ངོ་འཕྲད་བདེ་བའི་དྲ་འབྲེལ།

གཟའ་ཕུར་བུ། ༢༠༢༤/༠༣/༢༨

Hamas Wins Local Elections in West Bank


The Islamic militant group Hamas has won important victories in West Bank municipal elections. prompting concern for both the Palestinian Authority and Israel.

Hamas won local elections in the West Bank's biggest cities, throwing down the gauntlet to the ruling Fatah party six weeks ahead of landmark parliamentary elections. The Islamic militant group made its strongest showing in the city of Nablus, winning 70 percent of the vote.
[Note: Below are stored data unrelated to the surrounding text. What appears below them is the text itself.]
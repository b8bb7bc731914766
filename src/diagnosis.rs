//! Diagnosis orchestration.
//!
//! [`Diagnoser`] is the single entry point the request-handling layer
//! calls: it runs inference, resolves the label against the curated
//! knowledge table, and merges both into one response object. It is a
//! total function over its input: every failure inside the pipeline
//! degrades to a well-formed, low-information diagnosis instead of an
//! error, so callers distinguish success from degradation by inspecting
//! the label and confidence, never by catching anything.

use serde::{Deserialize, Serialize};
use tracing::{debug, warn};

use crate::classifier::{build_classifier, Classification, Classifier, ModelStatus};
use crate::config::DiagnosisConfig;
use crate::error::Result;
use crate::knowledge::{DiseaseRecord, KnowledgeBase};
use crate::preprocess::ImageInput;

/// The structured result of one leaf diagnosis.
#[derive(Debug, Clone, PartialEq, Serialize, Deserialize)]
pub struct Diagnosis {
    /// Raw label the classifier produced ("Error" when inference failed)
    pub disease_detected: String,
    /// Scientific name of the pathogen, or "Unknown"
    pub scientific_name: String,
    /// Classifier confidence in [0,1] (0.0 when inference failed)
    pub confidence: f32,
    /// Whether the leaf is considered healthy
    pub is_healthy: bool,
    /// Affected plant species, or "Unknown"
    pub plant_type: String,
    /// Visible symptoms
    pub symptoms: String,
    /// Likely causes
    pub causes: String,
    /// Treatment steps, in recommended order
    pub treatment_advice: Vec<String>,
    /// Prevention tips, in recommended order
    pub prevention_tips: Vec<String>,
}

impl Diagnosis {
    fn merge(classification: Classification, record: DiseaseRecord) -> Self {
        Self {
            disease_detected: classification.label,
            scientific_name: record.scientific_name,
            confidence: classification.confidence,
            is_healthy: record.is_healthy,
            plant_type: record.plant_type,
            symptoms: record.symptoms,
            causes: record.causes,
            treatment_advice: record.treatment_advice,
            prevention_tips: record.prevention_tips,
        }
    }
}

/// One diagnosis hand-off for an external history store.
#[derive(Debug, Clone, Copy)]
pub struct HistoryEntry<'a> {
    /// Label that was diagnosed
    pub label: &'a str,
    /// Classifier confidence
    pub confidence: f32,
    /// Healthy flag from the resolved record
    pub is_healthy: bool,
    /// Plant species from the resolved record
    pub plant_type: &'a str,
    /// Caller-supplied plant-type hint, if any (not used by inference)
    pub plant_type_hint: Option<&'a str>,
    /// The image as originally submitted
    pub image: ImageInput<'a>,
}

/// External collaborator that records diagnosis history.
///
/// The pipeline does not require recording to succeed and never inspects
/// the outcome beyond logging it.
pub trait HistorySink: Send + Sync {
    /// Record one diagnosis
    fn record(&self, entry: &HistoryEntry<'_>) -> Result<()>;
}

/// The diagnosis pipeline: normalizer, classifier, and knowledge table
/// composed behind one `diagnose` call.
pub struct Diagnoser {
    classifier: Box<dyn Classifier>,
    knowledge: KnowledgeBase,
    history: Option<Box<dyn HistorySink>>,
}

impl Diagnoser {
    /// Compose a pipeline from an explicit classifier and knowledge table.
    ///
    /// Construct once at process start and share; the classifier holds the
    /// expensive model state.
    pub fn new(classifier: Box<dyn Classifier>, knowledge: KnowledgeBase) -> Self {
        Self {
            classifier,
            knowledge,
            history: None,
        }
    }

    /// Build the configured classifier variant with the curated table
    pub fn from_config(config: &DiagnosisConfig) -> Self {
        Self::new(build_classifier(&config.classifier), KnowledgeBase::curated())
    }

    /// Attach a history collaborator
    pub fn with_history(mut self, sink: Box<dyn HistorySink>) -> Self {
        self.history = Some(sink);
        self
    }

    /// Whether a real model or the mock stand-in is answering
    pub fn model_status(&self) -> ModelStatus {
        self.classifier.status()
    }

    /// Diagnose a submitted leaf image. Never fails.
    pub fn diagnose(&self, input: ImageInput<'_>) -> Diagnosis {
        self.diagnose_with_hint(input, None)
    }

    /// Diagnose with an optional caller-supplied plant-type hint.
    ///
    /// The hint does not influence inference; it is only passed through to
    /// the history collaborator.
    pub fn diagnose_with_hint(
        &self,
        input: ImageInput<'_>,
        plant_type_hint: Option<&str>,
    ) -> Diagnosis {
        let classification = match self.classifier.predict(input) {
            Ok(classification) => classification,
            Err(e) => {
                warn!(error = %e, "inference failed, returning degraded diagnosis");
                Classification::degraded()
            }
        };

        debug!(
            label = %classification.label,
            confidence = classification.confidence,
            "resolving classifier label"
        );

        let record = self.knowledge.resolve(&classification.label);
        let diagnosis = Diagnosis::merge(classification, record);

        if let Some(sink) = &self.history {
            let entry = HistoryEntry {
                label: &diagnosis.disease_detected,
                confidence: diagnosis.confidence,
                is_healthy: diagnosis.is_healthy,
                plant_type: &diagnosis.plant_type,
                plant_type_hint,
                image: input,
            };
            if let Err(e) = sink.record(&entry) {
                warn!(error = %e, "history sink rejected diagnosis record");
            }
        }

        diagnosis
    }
}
Hamas welfare programs and its suicide bombing campaign against Israel have won it popularity at the expense of the Palestinian Authority, which is widely seen as corrupt. "We have to serve the Palestinian people," Hamas leader Mahmoud al-Zahar said. "If they voted for us, we are going to establish a national program in reconstruction, education, health, economy."

But Hamas also seeks the destruction of Israel, so a strong showing in the January 25 elections could have serious consequences for the peace process.

Israeli spokesman Mark Regev told VOA, "Israel's position here is clear. Hamas is a brutal terrorist organization, responsible for countless acts of senseless violence and murder against Israeli civilians, and as long as they are a terrorist organization, armed to the teeth, they are not a legitimate political partner."

Moderate Palestinian leader Mahmoud Abbas is running on a platform of reviving peace talks with Israel, but his Fatah movement is in disarray. The party has split, with a young generation of charismatic leaders breaking away from the so-called "old guard," headed by Mr. Abbas. The old guard leaders returned from exile with the late Palestinian President Yasser Arafat in 1994.

Both Israel and the U.S. see Mr. Abbas as the key to reviving the peace process and ending more than five years of bloodshed. But faced with a growing challenge inside his own party and outside from Hamas, the Palestinian leader is in danger of losing his grip on power.